What happened that day ha taken on a Mrs. O'Leary-like air of myth, and the exact details are lost from living memory, but the general consensus goes as follows: A young boy was playing with a sparkler, probably lit for him by one of Bjornstad's clerks.
Whether from some sense of mischief or by careless accident, the lit sparkler was dropped into the other fire-works on the display. The resultant explosion was heard in every corner of the city.
Conditions in Spencer were pitch perfect for a catastrophe. The heat, the drought and the Devil-sent winds conspired to set 2 1/2 city blocks ablaze. The citizens of Spencer fought hard for their town, but no fire this big had ever been seen or expected there before or since.
Courageous switchboard operators stayed in a burning building until the last possible moment sending out frantic calls for help to neighboring towns, but road construction delayed most of the aid. By late afternoon the Des Moines Register received a telegram that read "Town is Burning. Send plane with dynamite and fire-chief. Water pressure is gone".

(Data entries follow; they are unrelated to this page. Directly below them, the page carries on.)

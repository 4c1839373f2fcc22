//! 小节服务 - 业务能力层
//!
//! 只负责"写一个小节"：嵌入滚动上下文的末尾片段发起调用，
//! 再把新内容的开头片段写回上下文。不关心小节顺序，也不负责节奏控制。

use tracing::debug;

use crate::clients::BackendRequest;
use crate::error::AppResult;
use crate::models::rolling_context::head_chars;
use crate::models::{DocumentParameters, RollingContext, SectionSlot};
use crate::profile::{prompts, Profile};
use crate::services::ResilientCaller;

/// 一个小节的生成结果
#[derive(Debug, Clone, Default, PartialEq, Eq)]
pub struct SectionDraft {
    pub content: String,
    pub urls: Vec<String>,
}

/// 小节服务
pub struct SectionService {
    caller: ResilientCaller,
    model: String,
}

impl SectionService {
    pub fn new(caller: ResilientCaller, model: impl Into<String>) -> Self {
        Self {
            caller,
            model: model.into(),
        }
    }

    /// 生成一个小节并更新滚动上下文
    ///
    /// 调用失败时上下文保持不变。
    pub async fn write_section(
        &self,
        params: &DocumentParameters,
        profile: Profile,
        slot: &SectionSlot<'_>,
        context: &mut RollingContext,
    ) -> AppResult<SectionDraft> {
        let tuning = profile.tuning();
        let window = context.window(tuning.context_window);
        debug!(
            "小节 {}.{} 嵌入上下文 {} 字符",
            slot.chapter_number,
            slot.section_number,
            window.chars().count()
        );

        let prompt = prompts::section_prompt(profile, slot, window);
        let request = BackendRequest::new(&self.model, prompt)
            .with_system(prompts::system_instruction(profile, params))
            .grounded(params.settings.web_grounding);

        let outcome = self.caller.call(&request).await?;
        let content = outcome.text.trim().to_string();

        let excerpt = head_chars(&content, tuning.context_excerpt);
        match profile {
            Profile::Rigorous => {
                context.push(&format!("\n{}: {}...", slot.section_title, excerpt))
            }
            Profile::Lightweight => context.push(excerpt),
        }

        Ok(SectionDraft {
            content,
            urls: outcome.urls,
        })
    }
}
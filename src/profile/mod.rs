//! 生成档位
//!
//! 按文档类型在运行开始时选定一次：
//! - `Rigorous`：课程论文、毕业论文、学术文章，理论 → 分析 → 方案，带附录
//! - `Lightweight`：短篇报告、独立作业，结构简单，无附录
//!
//! 档位决定提示词、上下文长度、节奏延迟和进度刻度，不改变流程形状。

pub mod prompts;

use std::time::Duration;

use crate::models::DocumentType;

/// 生成档位
#[derive(Debug, Clone, Copy, PartialEq, Eq, Hash)]
pub enum Profile {
    Rigorous,
    Lightweight,
}

/// 进度刻度（百分比）
#[derive(Debug, Clone, Copy, PartialEq, Eq)]
pub struct ProgressScale {
    pub planning: u8,
    pub front_matter: u8,
    /// 小节进度从这里开始
    pub sections_start: u8,
    /// 全部小节完成时累计增加的百分比
    pub sections_span: u8,
    pub back_matter: u8,
}

/// 档位参数
#[derive(Debug, Clone, Copy, PartialEq)]
pub struct ProfileTuning {
    /// 嵌入小节指令的上下文字符数
    pub context_window: usize,
    /// 每个小节写回上下文的字符数
    pub context_excerpt: usize,
    /// 用引言初始化上下文时截取的字符数
    pub context_seed: usize,
    /// 上下文最多保留的字符数
    pub context_capacity: usize,
    /// 小节之间的等待时间
    pub pacing: Duration,
    /// 指令中要求的小节最少字数（仅提示，不校验）
    pub min_section_words: usize,
    /// 参考文献是否排序
    pub sort_references: bool,
    /// 是否生成附录
    pub has_back_matter: bool,
    /// 估算剩余时间用的每次调用耗时（秒）
    pub seconds_per_call: u64,
    pub progress: ProgressScale,
}

const RIGOROUS: ProfileTuning = ProfileTuning {
    context_window: 1000,
    context_excerpt: 300,
    context_seed: 500,
    context_capacity: 4000,
    pacing: Duration::from_millis(1500),
    min_section_words: 700,
    sort_references: true,
    has_back_matter: true,
    seconds_per_call: 25,
    progress: ProgressScale {
        planning: 2,
        front_matter: 5,
        sections_start: 10,
        sections_span: 80,
        back_matter: 95,
    },
};

const LIGHTWEIGHT: ProfileTuning = ProfileTuning {
    context_window: 300,
    context_excerpt: 500,
    context_seed: 500,
    context_capacity: 2000,
    pacing: Duration::from_millis(500),
    min_section_words: 300,
    sort_references: false,
    has_back_matter: false,
    seconds_per_call: 10,
    progress: ProgressScale {
        planning: 5,
        front_matter: 10,
        sections_start: 20,
        sections_span: 60,
        back_matter: 90,
    },
};

impl Profile {
    /// 由文档类型决定档位
    pub fn for_document(document_type: DocumentType) -> Self {
        match document_type {
            DocumentType::ShortEssay | DocumentType::IndependentStudy => Profile::Lightweight,
            DocumentType::TermPaper | DocumentType::Thesis | DocumentType::Article => {
                Profile::Rigorous
            }
        }
    }

    pub fn tuning(self) -> &'static ProfileTuning {
        match self {
            Profile::Rigorous => &RIGOROUS,
            Profile::Lightweight => &LIGHTWEIGHT,
        }
    }

    pub fn name(self) -> &'static str {
        match self {
            Profile::Rigorous => "学术严谨",
            Profile::Lightweight => "轻量创作",
        }
    }

    /// 最多生成的章数
    pub fn max_chapters(self, document_type: DocumentType) -> usize {
        match self {
            Profile::Rigorous => document_type.chapter_count(),
            Profile::Lightweight => 2,
        }
    }

    /// 每章开头的过渡段
    pub fn chapter_intro(self, title: &str) -> String {
        match self {
            Profile::Rigorous => format!("本章围绕{}相关问题展开系统分析。", title),
            Profile::Lightweight => format!("下面围绕{}谈谈我们的看法。", title),
        }
    }

    /// 目录中的章标题
    pub fn toc_chapter_heading(self, number: usize, title: &str) -> String {
        match self {
            Profile::Rigorous => format!("第{}章 {}", number, title.to_uppercase()),
            Profile::Lightweight => title.to_uppercase(),
        }
    }

    /// 目录开头
    pub fn toc_opening(self) -> &'static str {
        "引言"
    }

    /// 目录末尾的固定条目
    pub fn toc_trailer(self) -> &'static [&'static str] {
        match self {
            Profile::Rigorous => &["结论", "参考文献", "附录"],
            Profile::Lightweight => &["结论", "参考文献"],
        }
    }

    /// 大纲缺少章标题时使用的标题（`chapter_index` 从 0 开始）
    pub fn fallback_chapter_title(self, chapter_index: usize) -> Option<&'static str> {
        match (self, chapter_index) {
            (Profile::Rigorous, 0) => Some("理论基础"),
            (Profile::Rigorous, 1) => Some("现状分析"),
            (Profile::Lightweight, 0) => Some("问题的提出"),
            (Profile::Lightweight, 1) => Some("分析与思考"),
            _ => None,
        }
    }

    /// 大纲缺少小节时使用的固定小节
    pub fn fallback_subsections(self, chapter_index: usize) -> Vec<String> {
        let titles: &[&str] = match (self, chapter_index) {
            (Profile::Rigorous, 0) => &["研究对象的理论基础", "国外经验分析"],
            (Profile::Rigorous, 1) => &["现状的系统分析", "主要问题的分类"],
            (Profile::Rigorous, _) => &["改进方案与建议", "实施路径"],
            (Profile::Lightweight, 0) => &["基本概念"],
            (Profile::Lightweight, _) => &["主体部分"],
        };
        titles.iter().map(|t| t.to_string()).collect()
    }

    /// 引言或结论缺失时的占位文本
    pub fn missing_text_placeholder(self) -> &'static str {
        match self {
            Profile::Rigorous => "生成失败。",
            Profile::Lightweight => "",
        }
    }
}

/// 把秒数格式化为剩余时间描述
pub fn format_eta(seconds: u64) -> String {
    if seconds == 0 {
        "即将完成".to_string()
    } else if seconds < 60 {
        format!("约 {} 秒", seconds)
    } else {
        format!("约 {} 分钟", seconds.div_ceil(60))
    }
}
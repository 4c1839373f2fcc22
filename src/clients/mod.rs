pub mod backend;
pub mod gemini_client;
pub mod openai_client;

pub use backend::{BackendRequest, BackendResponse, Citation, GenerativeBackend};
pub use gemini_client::GeminiClient;
pub use openai_client::OpenAiCompatClient;

use std::sync::Arc;

use crate::config::{BackendKind, Config};
use crate::error::AppResult;

/// 按配置创建生成后端
///
/// 缺少 API 密钥时在这里就返回配置错误，不会发出任何请求。
pub fn build_backend(config: &Config) -> AppResult<Arc<dyn GenerativeBackend>> {
    let backend: Arc<dyn GenerativeBackend> = match config.backend_kind {
        BackendKind::Gemini => Arc::new(GeminiClient::new(config)?),
        BackendKind::OpenAi => Arc::new(OpenAiCompatClient::new(config)?),
    };
    Ok(backend)
}
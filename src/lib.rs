//! # Thesis Pipeline
//!
//! 借助生成式后端批量撰写学术文档（课程论文、毕业论文、报告等），并按固定规则评分
//!
//! ## 架构设计
//!
//! 本系统采用严格的四层架构：
//!
//! ### ① 基础设施层（Clients）
//! - `clients/` - 只负责一次网络调用和错误分类
//! - `GenerativeBackend` - 后端抽象（Gemini / OpenAI 兼容）
//!
//! ### ② 业务能力层（Services）
//! - `services/` - 描述"我能做什么"，每个能力只处理一件事
//! - `ResilientCaller` - 重试与响应整理
//! - `PlanService` / `SectionService` / `MatterService` - 大纲、小节、前后附文
//! - `quality_service` - 质量评分
//! - `HistoryStore` / `CreditLedger` - 历史记录与额度
//!
//! ### ③ 流程层（Workflow）
//! - `workflow/` - 一次运行的上下文和事件
//! - `RunCtx` - 运行状态（文档、滚动上下文、进度）
//! - `EventSink` - 进度与快照出口
//!
//! ### ④ 编排层（Orchestration）
//! - `orchestrator/document_orchestrator` - 单份文档的阶段顺序
//! - `orchestrator/batch_processor` - 批量生成，管理并发、额度和保存
//!
//! 档位（`profile/`）和数据模型（`models/`）被各层共用。
//!
//! ## 模块结构

pub mod clients;
pub mod config;
pub mod error;
pub mod models;
pub mod orchestrator;
pub mod profile;
pub mod services;
pub mod utils;
pub mod workflow;

// 重新导出常用类型
pub use clients::{build_backend, GenerativeBackend};
pub use config::Config;
pub use error::{AppError, AppResult};
pub use models::{Document, DocumentParameters, DocumentType, Outline, QualityReport};
pub use orchestrator::{App, DocumentOrchestrator};
pub use profile::Profile;
pub use services::quality_service::score;
pub use workflow::{EventSink, RunEvent};
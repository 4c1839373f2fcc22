pub mod document;
pub mod loaders;
pub mod outline;
pub mod params;
pub mod report;
pub mod rolling_context;

pub use document::{Chapter, Document, Section};
pub use loaders::{load_all_parameters, load_parameters, ParamsFile};
pub use outline::{ChapterPlan, Outline, SectionSlot};
pub use params::{DocumentParameters, DocumentType, GenerationSettings, Institution};
pub use report::{CheckCategory, CheckItem, CheckStatus, QualityReport};
pub use rolling_context::RollingContext;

By the time the fire was under control nearly 100 buildings in downtown Spencer were reduced to smoldering shells. Thanks to luck, providence and the bravery of Spencer's citizens, not a single life was lost.
The people of Spencer, Iowa rallied, and in time, with hard work and the generosity of their fellow Iowans, the town recovered, stronger than before. In 1938 Iowa, like Michigan and New Jersey before it, banned the sale and private use of fire-works.
Hard to blame them, really.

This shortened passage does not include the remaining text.